EXERCISE: Please restate verbatim the lines that open the listing below, ending with the line in which "the status bar" occurs.

+ + + + +

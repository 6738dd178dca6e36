//! Status bar view
//!
//! Shows the transient status message and key hints

use ratatui::{
    layout::Rect,
    style::{Color, Style},
    text::{Line, Span},
    widgets::Paragraph,
    Frame,
};

use crate::tui::app::App;

/// Render the status bar
pub fn render(frame: &mut Frame, app: &App, area: Rect) {
    let mut spans = vec![];

    if let Some(ref message) = app.status_message {
        spans.push(Span::styled(
            format!(" {}", message),
            Style::default().fg(Color::Yellow),
        ));
    }

    // Key hints (right-aligned)
    let hints = " q:Quit  a:Add  d:Delete  l:Language  ?:Help ";

    let left_len: usize = spans.iter().map(|s| s.content.chars().count()).sum();
    let padding_len = (area.width as usize)
        .saturating_sub(left_len)
        .saturating_sub(hints.len());
    let padding = " ".repeat(padding_len.max(1));

    spans.push(Span::raw(padding));
    spans.push(Span::styled(hints, Style::default().fg(Color::White)));

    let line = Line::from(spans);
    frame.render_widget(Paragraph::new(line), area);
}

+ + + + +

ANSWER SECTION:
repository 6738dd178dca6e36
//! Status bar view
//!
//! Shows the transient status message and key hints

use ratatui::{
    layout::Rect,
    style::{Color, Style},
    text::{Line, Span},
    widgets::Paragraph,
    Frame,
};

use crate::tui::app::App;

/// Render the status bar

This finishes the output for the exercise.